▸ **PROMPT**
Among the lines below, a stretch begins at the one with "repository 05a45d17bccfea06" and ends at the one with "pub fn build_filter(config: &LoggingConfig)". Repeat that stretch exactly, ends included.

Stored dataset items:
= Beginning of Section =

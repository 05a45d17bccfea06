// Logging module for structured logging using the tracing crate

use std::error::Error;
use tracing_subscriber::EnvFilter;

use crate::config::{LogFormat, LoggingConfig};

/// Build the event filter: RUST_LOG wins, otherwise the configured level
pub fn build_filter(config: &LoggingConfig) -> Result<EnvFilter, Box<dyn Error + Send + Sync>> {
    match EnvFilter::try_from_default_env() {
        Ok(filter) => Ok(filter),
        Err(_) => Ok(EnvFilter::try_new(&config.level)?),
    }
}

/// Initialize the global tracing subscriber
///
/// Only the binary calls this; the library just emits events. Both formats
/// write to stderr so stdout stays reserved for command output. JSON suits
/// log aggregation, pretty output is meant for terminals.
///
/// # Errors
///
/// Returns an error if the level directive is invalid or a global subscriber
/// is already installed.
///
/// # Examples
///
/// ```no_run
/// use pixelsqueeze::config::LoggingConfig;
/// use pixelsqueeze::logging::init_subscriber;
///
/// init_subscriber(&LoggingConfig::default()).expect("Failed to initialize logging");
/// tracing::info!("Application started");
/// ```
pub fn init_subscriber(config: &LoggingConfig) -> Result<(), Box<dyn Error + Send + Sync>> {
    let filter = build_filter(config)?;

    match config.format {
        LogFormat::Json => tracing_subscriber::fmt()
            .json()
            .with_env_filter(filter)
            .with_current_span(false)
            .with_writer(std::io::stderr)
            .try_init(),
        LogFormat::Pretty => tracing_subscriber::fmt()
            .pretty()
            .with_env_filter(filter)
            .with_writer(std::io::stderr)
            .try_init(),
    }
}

= End of Section =
= Beginning of Section =

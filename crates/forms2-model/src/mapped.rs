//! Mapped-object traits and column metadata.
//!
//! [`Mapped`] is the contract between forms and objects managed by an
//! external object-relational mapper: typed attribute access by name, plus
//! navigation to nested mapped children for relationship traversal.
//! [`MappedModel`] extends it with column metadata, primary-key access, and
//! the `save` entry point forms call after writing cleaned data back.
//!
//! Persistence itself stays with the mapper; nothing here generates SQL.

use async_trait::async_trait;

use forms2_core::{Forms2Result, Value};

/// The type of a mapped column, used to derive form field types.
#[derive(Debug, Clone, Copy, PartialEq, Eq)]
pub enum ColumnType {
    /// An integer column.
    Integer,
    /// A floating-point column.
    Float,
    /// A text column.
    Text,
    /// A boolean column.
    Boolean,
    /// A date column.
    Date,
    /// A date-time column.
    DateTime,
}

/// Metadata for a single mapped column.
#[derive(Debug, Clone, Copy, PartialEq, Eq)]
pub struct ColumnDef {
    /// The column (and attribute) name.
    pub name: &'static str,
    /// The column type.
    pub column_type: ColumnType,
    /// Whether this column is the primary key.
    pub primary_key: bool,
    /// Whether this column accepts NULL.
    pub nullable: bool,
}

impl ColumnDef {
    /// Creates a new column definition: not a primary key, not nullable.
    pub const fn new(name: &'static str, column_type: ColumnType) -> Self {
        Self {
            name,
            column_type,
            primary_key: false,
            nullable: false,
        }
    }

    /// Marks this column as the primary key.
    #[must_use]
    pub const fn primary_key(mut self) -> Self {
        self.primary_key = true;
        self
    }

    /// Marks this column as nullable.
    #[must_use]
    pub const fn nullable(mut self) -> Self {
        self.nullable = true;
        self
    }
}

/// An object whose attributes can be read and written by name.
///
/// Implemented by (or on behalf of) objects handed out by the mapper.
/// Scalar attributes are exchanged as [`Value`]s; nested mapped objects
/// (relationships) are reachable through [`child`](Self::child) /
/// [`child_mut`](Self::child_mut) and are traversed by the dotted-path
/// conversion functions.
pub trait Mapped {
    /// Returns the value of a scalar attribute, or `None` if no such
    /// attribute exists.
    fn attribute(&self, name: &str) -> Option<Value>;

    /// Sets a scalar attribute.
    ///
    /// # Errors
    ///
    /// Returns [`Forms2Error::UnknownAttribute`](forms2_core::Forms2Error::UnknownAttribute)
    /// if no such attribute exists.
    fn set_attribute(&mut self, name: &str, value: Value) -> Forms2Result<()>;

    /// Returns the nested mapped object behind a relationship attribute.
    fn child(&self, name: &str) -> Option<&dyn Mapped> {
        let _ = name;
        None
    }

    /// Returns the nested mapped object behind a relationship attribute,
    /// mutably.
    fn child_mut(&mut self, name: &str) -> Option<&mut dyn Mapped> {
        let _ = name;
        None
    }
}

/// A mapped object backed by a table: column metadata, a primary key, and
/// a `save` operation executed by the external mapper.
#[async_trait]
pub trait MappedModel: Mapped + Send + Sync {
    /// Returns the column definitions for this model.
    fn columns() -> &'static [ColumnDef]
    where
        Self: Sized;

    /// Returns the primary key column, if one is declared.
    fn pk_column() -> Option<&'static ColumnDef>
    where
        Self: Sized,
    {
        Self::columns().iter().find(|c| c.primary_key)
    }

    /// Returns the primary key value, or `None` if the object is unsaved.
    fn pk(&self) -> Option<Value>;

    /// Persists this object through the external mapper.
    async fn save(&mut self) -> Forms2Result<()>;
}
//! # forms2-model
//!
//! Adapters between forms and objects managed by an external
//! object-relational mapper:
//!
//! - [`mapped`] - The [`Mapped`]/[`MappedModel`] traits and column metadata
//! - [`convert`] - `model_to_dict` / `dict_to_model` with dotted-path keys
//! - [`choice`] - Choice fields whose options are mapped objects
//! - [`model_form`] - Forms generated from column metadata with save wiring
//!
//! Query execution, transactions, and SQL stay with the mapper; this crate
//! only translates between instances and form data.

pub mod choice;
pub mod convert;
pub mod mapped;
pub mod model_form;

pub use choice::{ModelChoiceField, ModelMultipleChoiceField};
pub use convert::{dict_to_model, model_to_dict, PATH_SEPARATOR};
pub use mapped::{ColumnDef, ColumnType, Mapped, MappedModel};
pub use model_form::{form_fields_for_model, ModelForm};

= End of Section =
= Beginning of Section =

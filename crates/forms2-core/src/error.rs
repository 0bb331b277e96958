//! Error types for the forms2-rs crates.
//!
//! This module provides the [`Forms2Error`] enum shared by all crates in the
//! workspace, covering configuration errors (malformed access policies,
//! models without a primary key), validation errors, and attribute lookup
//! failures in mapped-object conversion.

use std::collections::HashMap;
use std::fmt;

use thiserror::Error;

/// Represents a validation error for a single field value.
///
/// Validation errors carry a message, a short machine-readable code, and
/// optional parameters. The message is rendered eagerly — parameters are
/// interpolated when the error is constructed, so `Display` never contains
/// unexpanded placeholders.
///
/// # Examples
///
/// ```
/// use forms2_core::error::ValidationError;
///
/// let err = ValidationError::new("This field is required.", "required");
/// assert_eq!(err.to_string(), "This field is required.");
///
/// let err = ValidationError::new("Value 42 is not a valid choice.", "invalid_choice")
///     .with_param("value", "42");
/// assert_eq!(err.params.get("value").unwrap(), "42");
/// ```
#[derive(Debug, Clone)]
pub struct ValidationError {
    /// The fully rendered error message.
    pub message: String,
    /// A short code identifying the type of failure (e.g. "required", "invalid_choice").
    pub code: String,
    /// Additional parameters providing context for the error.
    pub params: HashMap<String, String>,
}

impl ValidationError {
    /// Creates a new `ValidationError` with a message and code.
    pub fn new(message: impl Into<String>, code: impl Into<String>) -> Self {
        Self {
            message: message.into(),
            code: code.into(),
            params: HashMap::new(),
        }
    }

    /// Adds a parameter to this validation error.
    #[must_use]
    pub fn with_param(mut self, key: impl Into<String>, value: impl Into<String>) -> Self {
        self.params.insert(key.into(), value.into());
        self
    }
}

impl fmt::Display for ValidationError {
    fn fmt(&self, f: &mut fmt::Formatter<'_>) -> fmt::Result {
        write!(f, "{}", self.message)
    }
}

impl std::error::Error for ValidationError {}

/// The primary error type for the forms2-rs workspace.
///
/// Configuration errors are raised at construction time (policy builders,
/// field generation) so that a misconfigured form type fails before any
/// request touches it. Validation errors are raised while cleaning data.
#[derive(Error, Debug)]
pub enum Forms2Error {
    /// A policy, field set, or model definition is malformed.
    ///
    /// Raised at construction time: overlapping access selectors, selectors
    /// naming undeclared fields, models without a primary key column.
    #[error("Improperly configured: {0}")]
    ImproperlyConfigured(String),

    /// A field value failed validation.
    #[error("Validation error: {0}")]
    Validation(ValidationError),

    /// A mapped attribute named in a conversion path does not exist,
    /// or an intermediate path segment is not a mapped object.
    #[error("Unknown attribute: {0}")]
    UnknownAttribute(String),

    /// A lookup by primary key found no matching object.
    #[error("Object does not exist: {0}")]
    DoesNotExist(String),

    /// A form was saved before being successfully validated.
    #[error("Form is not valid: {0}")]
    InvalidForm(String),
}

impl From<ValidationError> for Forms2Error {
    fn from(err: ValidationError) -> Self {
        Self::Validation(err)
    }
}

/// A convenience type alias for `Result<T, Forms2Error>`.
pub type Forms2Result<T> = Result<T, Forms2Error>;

= End of Section =

▸ **EXERCISE ANSWER**
repository 05a45d17bccfea06
// Logging module for structured logging using the tracing crate

use std::error::Error;
use tracing_subscriber::EnvFilter;

use crate::config::{LogFormat, LoggingConfig};

/// Build the event filter: RUST_LOG wins, otherwise the configured level
pub fn build_filter(config: &LoggingConfig) -> Result<EnvFilter, Box<dyn Error + Send + Sync>> {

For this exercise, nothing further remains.